On Tuesday, October 8, residents of Juniper Village of Mount Joy gathered to learn about Ikebana, the Japanese art of flower arranging.
Flowers from around the village were collected to create a lovely arrangement. Residents decided on which vase they would use and then chose to fill this vase with colorful pebbles and seashells. They each added a handful of these objects, as they listened to an article reading which explained the history and purpose of this unique floral design.
Rather than arranging flowers haphazardly into a bouquet, flowers are arranged symbolically, according to the season of the year.
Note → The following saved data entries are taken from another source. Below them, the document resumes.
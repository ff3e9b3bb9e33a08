use thiserror::Error;

#[derive(Debug, Error)]
pub enum AlignError {
    #[error("I/O error while {context}: {source}")]
    Io {
        context: &'static str,
        #[source]
        source: std::io::Error,
    },
    #[error("JSON parse error while {context}: {source}")]
    Json {
        context: &'static str,
        #[source]
        source: serde_json::Error,
    },
    #[error("invalid audio: {message}")]
    InvalidAudio { message: String },
    #[error("invalid configuration: {message}")]
    Configuration { message: String },
    #[error("empty feature sequence: {message}")]
    EmptySequence { message: String },
    #[error("no valid alignment path: {message}")]
    NoValidPath { message: String },
}

impl AlignError {
    pub(crate) fn io(context: &'static str, source: std::io::Error) -> Self {
        Self::Io { context, source }
    }

    pub(crate) fn json(context: &'static str, source: serde_json::Error) -> Self {
        Self::Json { context, source }
    }

    pub(crate) fn invalid_audio(message: impl Into<String>) -> Self {
        Self::InvalidAudio {
            message: message.into(),
        }
    }

    pub(crate) fn configuration(message: impl Into<String>) -> Self {
        Self::Configuration {
            message: message.into(),
        }
    }

    pub(crate) fn empty_sequence(message: impl Into<String>) -> Self {
        Self::EmptySequence {
            message: message.into(),
        }
    }

    pub(crate) fn no_valid_path(message: impl Into<String>) -> Self {
        Self::NoValidPath {
            message: message.into(),
        }
    }
}
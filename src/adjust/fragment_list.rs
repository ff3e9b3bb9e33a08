use crate::error::AlignError;
use crate::types::{Fragment, FragmentKind, Interval};

/// One fragment inside a [`FragmentList`]: the text fragment identity
/// plus its (mutable) time interval.
#[derive(Debug, Clone)]
pub struct ListFragment {
    pub id: String,
    pub kind: FragmentKind,
    pub chars: usize,
    pub interval: Interval,
}

impl ListFragment {
    /// Characters per second; `None` for non-regular or zero-length
    /// fragments.
    pub fn rate(&self) -> Option<f64> {
        if self.kind != FragmentKind::Regular || self.interval.has_zero_length() {
            return None;
        }
        Some(self.chars as f64 / self.interval.length())
    }

    /// Time this fragment lacks to respect `max_rate`; positive means the
    /// fragment is too fast.
    fn rate_lack(&self, max_rate: f64) -> f64 {
        if self.kind == FragmentKind::Regular {
            self.chars as f64 / max_rate - self.interval.length()
        } else {
            0.0
        }
    }

    /// Time that can be stolen from this fragment while keeping it within
    /// `max_rate`. Nonspeech fragments give up their whole length;
    /// HEAD/TAIL give nothing.
    fn rate_slack(&self, max_rate: f64) -> f64 {
        match self.kind {
            FragmentKind::Regular => -self.rate_lack(max_rate),
            FragmentKind::Nonspeech => self.interval.length(),
            FragmentKind::Head | FragmentKind::Tail => 0.0,
        }
    }
}

/// Ordered list of contiguous fragments spanning a fixed time range,
/// with a HEAD sentinel first and a TAIL sentinel last.
///
/// All mutations preserve the contiguity invariant: each fragment's end
/// equals the next fragment's begin, exactly, except across injected
/// nonspeech markers.
#[derive(Debug, Clone)]
pub struct FragmentList {
    begin: f64,
    end: f64,
    fragments: Vec<ListFragment>,
}

impl FragmentList {
    /// Build from `k + 3` non-decreasing time values: head begin, the
    /// `k + 1` fragment boundaries, and the tail end.
    pub fn from_time_values(
        fragments: &[Fragment],
        time_values: &[f64],
    ) -> Result<Self, AlignError> {
        if time_values.len() != fragments.len() + 3 {
            return Err(AlignError::configuration(format!(
                "expected {} time values for {} fragments, got {}",
                fragments.len() + 3,
                fragments.len(),
                time_values.len()
            )));
        }
        if time_values.windows(2).any(|w| w[1] < w[0]) {
            return Err(AlignError::configuration(
                "boundary time values are not non-decreasing",
            ));
        }

        let mut list = Vec::with_capacity(fragments.len() + 2);
        list.push(ListFragment {
            id: "HEAD".to_string(),
            kind: FragmentKind::Head,
            chars: 0,
            interval: Interval::new(time_values[0], time_values[1]),
        });
        for (i, fragment) in fragments.iter().enumerate() {
            list.push(ListFragment {
                id: fragment.id.clone(),
                kind: FragmentKind::Regular,
                chars: fragment.chars(),
                interval: Interval::new(time_values[i + 1], time_values[i + 2]),
            });
        }
        let end = time_values[time_values.len() - 1];
        list.push(ListFragment {
            id: "TAIL".to_string(),
            kind: FragmentKind::Tail,
            chars: 0,
            interval: Interval::new(time_values[time_values.len() - 2], end),
        });

        Ok(Self {
            begin: time_values[0],
            end,
            fragments: list,
        })
    }

    pub fn len(&self) -> usize {
        self.fragments.len()
    }

    pub fn is_empty(&self) -> bool {
        self.fragments.is_empty()
    }

    pub fn get(&self, index: usize) -> &ListFragment {
        &self.fragments[index]
    }

    pub fn fragments(&self) -> impl Iterator<Item = &ListFragment> {
        self.fragments.iter()
    }

    pub fn regular_fragments(&self) -> impl Iterator<Item = (usize, &ListFragment)> {
        self.fragments
            .iter()
            .enumerate()
            .filter(|(_, f)| f.kind == FragmentKind::Regular)
    }

    pub fn end(&self) -> f64 {
        self.end
    }

    /// Pin the list extremes: the HEAD begins at `begin` and the TAIL
    /// ends at `end`.
    pub fn pin_extremes(&mut self, begin: f64, end: f64) {
        self.begin = begin;
        self.end = end;
        if let Some(first) = self.fragments.first_mut() {
            first.interval.begin = begin;
        }
        if let Some(last) = self.fragments.last_mut() {
            last.interval.end = end;
        }
    }

    /// Shift every interval by `offset`, clipped to the list range.
    pub fn offset(&mut self, offset: f64) {
        for fragment in &mut self.fragments {
            let interval = &mut fragment.interval;
            interval.begin = (interval.begin + offset).clamp(self.begin, self.end);
            interval.end = (interval.end + offset).clamp(interval.begin, self.end);
        }
    }

    /// Move the transition point between `index` and the next fragment to
    /// `value`. Fails silently when the move would break the list
    /// constraints: `index` out of the adjustable range, `value` outside
    /// the two intervals, or a zero-length fragment on either side.
    pub fn move_transition_point(&mut self, index: usize, value: f64) {
        if self.len() < 3 || index > self.len() - 3 {
            return;
        }
        let current = self.fragments[index].interval;
        let next = self.fragments[index + 1].interval;
        if value > next.end || value < current.begin {
            return;
        }
        if !current.is_non_zero_before_non_zero(&next) {
            return;
        }
        self.fragments[index].interval.end = value;
        self.fragments[index + 1].interval.begin = value;
    }

    /// Pairs (nonspeech interval, fragment index) such that exactly one
    /// fragment end falls inside the interval, within `tolerance`.
    /// HEAD/TAIL and the last regular fragment are never returned, and an
    /// interval swallowing a whole fragment is discarded.
    pub fn fragments_ending_inside_nonspeech(
        &self,
        nonspeech: &[Interval],
        tolerance: f64,
    ) -> Vec<(Interval, usize)> {
        let mut candidates: Vec<Option<Vec<usize>>> = vec![Some(Vec::new()); nonspeech.len()];
        let mut nsi_index = 0;
        let mut frag_index = 0;
        while nsi_index < nonspeech.len() && frag_index + 1 < self.len() {
            let nsi = nonspeech[nsi_index];
            if nsi.end > self.end {
                break;
            }
            let shadow = nsi.shadow(tolerance);
            let fragment = &self.fragments[frag_index];
            if matches!(fragment.kind, FragmentKind::Head | FragmentKind::Tail) {
                frag_index += 1;
                continue;
            }
            if shadow.contains(fragment.interval.end) {
                if shadow.contains(fragment.interval.begin) {
                    // the interval swallows the fragment: ambiguous
                    candidates[nsi_index] = None;
                    nsi_index += 1;
                    frag_index += 1;
                } else {
                    if let Some(c) = candidates[nsi_index].as_mut() {
                        c.push(frag_index);
                    }
                    frag_index += 1;
                }
            } else if shadow.begin > fragment.interval.end {
                frag_index += 1;
            } else {
                nsi_index += 1;
            }
        }
        nonspeech
            .iter()
            .zip(candidates)
            .filter_map(|(nsi, c)| match c.as_deref() {
                Some([index]) => Some((*nsi, *index)),
                _ => None,
            })
            .collect()
    }

    /// Inject NONSPEECH marker fragments over the given intervals,
    /// shrinking the two neighbors to the interval extremes. `pairs` must
    /// come from [`Self::fragments_ending_inside_nonspeech`].
    pub fn inject_nonspeech_fragments(&mut self, pairs: &[(Interval, usize)]) {
        for &(nsi, index) in pairs {
            self.fragments[index].interval.end = nsi.begin;
            self.fragments[index + 1].interval.begin = nsi.end;
        }
        for (i, &(nsi, _)) in pairs.iter().enumerate() {
            self.fragments.push(ListFragment {
                id: format!("n{:06}", i + 1),
                kind: FragmentKind::Nonspeech,
                chars: 0,
                interval: nsi,
            });
        }
        self.fragments.sort_by(|a, b| {
            (a.interval.begin, a.interval.end)
                .partial_cmp(&(b.interval.begin, b.interval.end))
                .unwrap_or(std::cmp::Ordering::Equal)
        });
    }

    pub fn has_zero_length_fragments(&self, min_index: usize, max_index: usize) -> bool {
        self.fragments[min_index..max_index]
            .iter()
            .any(|f| f.interval.has_zero_length())
    }

    /// Enlarge zero-length fragments in `[min_index, max_index)` to
    /// `duration` seconds, borrowing the time from the following
    /// fragments (shrinking the first one long enough, or moving the
    /// whole block back when the range end is reached).
    pub fn fix_zero_length_fragments(&mut self, duration: f64, min_index: usize, max_index: usize) {
        if self.fragments.is_empty() || duration <= 0.0 {
            return;
        }

        let first_was_adjacent = min_index > 0
            && self.fragments[min_index - 1]
                .interval
                .is_adjacent_before(&self.fragments[min_index].interval);
        let last_was_adjacent = self.len() > 1
            && max_index < self.len()
            && self.fragments[max_index - 1]
                .interval
                .is_adjacent_before(&self.fragments[max_index].interval);

        #[derive(Clone, Copy)]
        enum Move {
            Enlarge,
            Shift,
        }

        let mut i = min_index;
        while i < max_index {
            if self.fragments[i].interval.has_zero_length() {
                let mut moves: Vec<(usize, Move)> = vec![(i, Move::Enlarge)];
                let mut slack = duration;
                let mut j = i + 1;
                while j < max_index && self.fragments[j].interval.length() < slack {
                    if self.fragments[j].interval.has_zero_length() {
                        moves.push((j, Move::Enlarge));
                        slack += duration;
                    } else {
                        moves.push((j, Move::Shift));
                    }
                    j += 1;
                }
                let mut current_time = None;
                if j == max_index {
                    if self.fragments[j - 1].interval.end + slack <= self.end {
                        current_time = Some(self.fragments[j - 1].interval.end + slack);
                    }
                } else {
                    // shrink the first fragment with enough room
                    let interval = &mut self.fragments[j].interval;
                    interval.begin += slack;
                    current_time = Some(interval.begin);
                }
                if let Some(mut time) = current_time {
                    for &(index, kind) in moves.iter().rev() {
                        let interval = &mut self.fragments[index].interval;
                        let length = interval.length();
                        interval.end = time;
                        interval.begin = time - length;
                        if let Move::Enlarge = kind {
                            interval.begin -= duration;
                        }
                        time = interval.begin;
                    }
                } else {
                    tracing::debug!(index = i, "unable to fix zero-length fragment");
                }
                i = j.saturating_sub(1);
            }
            i += 1;
        }

        if first_was_adjacent
            && self.fragments[min_index].interval.begin != self.fragments[min_index - 1].interval.end
        {
            self.fragments[min_index].interval.begin = self.fragments[min_index - 1].interval.end;
        }
        if last_was_adjacent
            && self.fragments[max_index].interval.begin != self.fragments[max_index - 1].interval.end
        {
            self.fragments[max_index].interval.begin = self.fragments[max_index - 1].interval.end;
        }
    }

    /// Try to bring the fragment at `index` within `max_rate` characters
    /// per second by borrowing slack from the previous fragment, and, in
    /// aggressive mode, from the next one as well. Returns true when the
    /// lack was fully recovered.
    pub fn fix_fragment_rate(&mut self, index: usize, max_rate: f64, aggressive: bool) -> bool {
        if index > 0 && self.fix_pair(index, index - 1, max_rate) {
            return true;
        }
        if aggressive && index + 1 < self.len() {
            return self.fix_pair(index, index + 1, max_rate);
        }
        false
    }

    fn fix_pair(&mut self, current: usize, donor: usize, max_rate: f64) -> bool {
        let donor_is_previous = donor < current;
        let current_fragment = &self.fragments[current];
        let donor_fragment = &self.fragments[donor];
        if current_fragment.rate().is_some_and(|r| r <= max_rate) {
            return true;
        }
        let adjacent = if donor_is_previous {
            donor_fragment
                .interval
                .is_non_zero_before_non_zero(&current_fragment.interval)
        } else {
            current_fragment
                .interval
                .is_non_zero_before_non_zero(&donor_fragment.interval)
        };
        if !adjacent {
            return false;
        }

        let current_lack = current_fragment.rate_lack(max_rate);
        let donor_slack = donor_fragment.rate_slack(max_rate);
        if donor_slack <= 0.0 {
            return false;
        }
        let effective = current_lack.min(donor_slack);
        if donor_is_previous {
            let value = self.fragments[donor].interval.end - effective;
            self.move_transition_point(donor, value);
        } else {
            let value = self.fragments[current].interval.end + effective;
            self.move_transition_point(current, value);
        }
        effective == current_lack
    }

    /// Remove NONSPEECH fragments; with `zero_length_only`, keep the
    /// non-empty ones as gap markers.
    pub fn remove_nonspeech_fragments(&mut self, zero_length_only: bool) {
        self.fragments.retain(|f| {
            f.kind != FragmentKind::Nonspeech
                || (zero_length_only && !f.interval.has_zero_length())
        });
    }
}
Two longer branches are placed strategically, at a specific angle, followed by another group of flowers which are 3/4 shorter than the longer branches. Then another smaller flower is placed at 3/4 the length of the second set of flowers. This three tiered arrangement style is called Shin, Soe, and Hikae, representing heaven, man, and earth, respectively. Lastly, supporting stems are added to fill in, these are called the jushi. A Kenzan is used to keep flowers in place; this is a small pin covered object, upon which stems are pierced for support. Residents each participated by selecting which flowers and stems would be used, as well as how to place them on the kenzan.
This type of arrangement focuses on balance, with the goal being to display each individual branch, flower, and stem artfully, to bring out the inner qualities of these various living materials. After filling the vase with water to hydrate, the Ikebana arrangement is then placed in a sacred recess called a tokonama , to create a place of reverence, tranquility, color, and decoration. Residents were delighted at the resulting arrangement, and found this event to be quite an interesting discovery as a new therapeutic form of Art.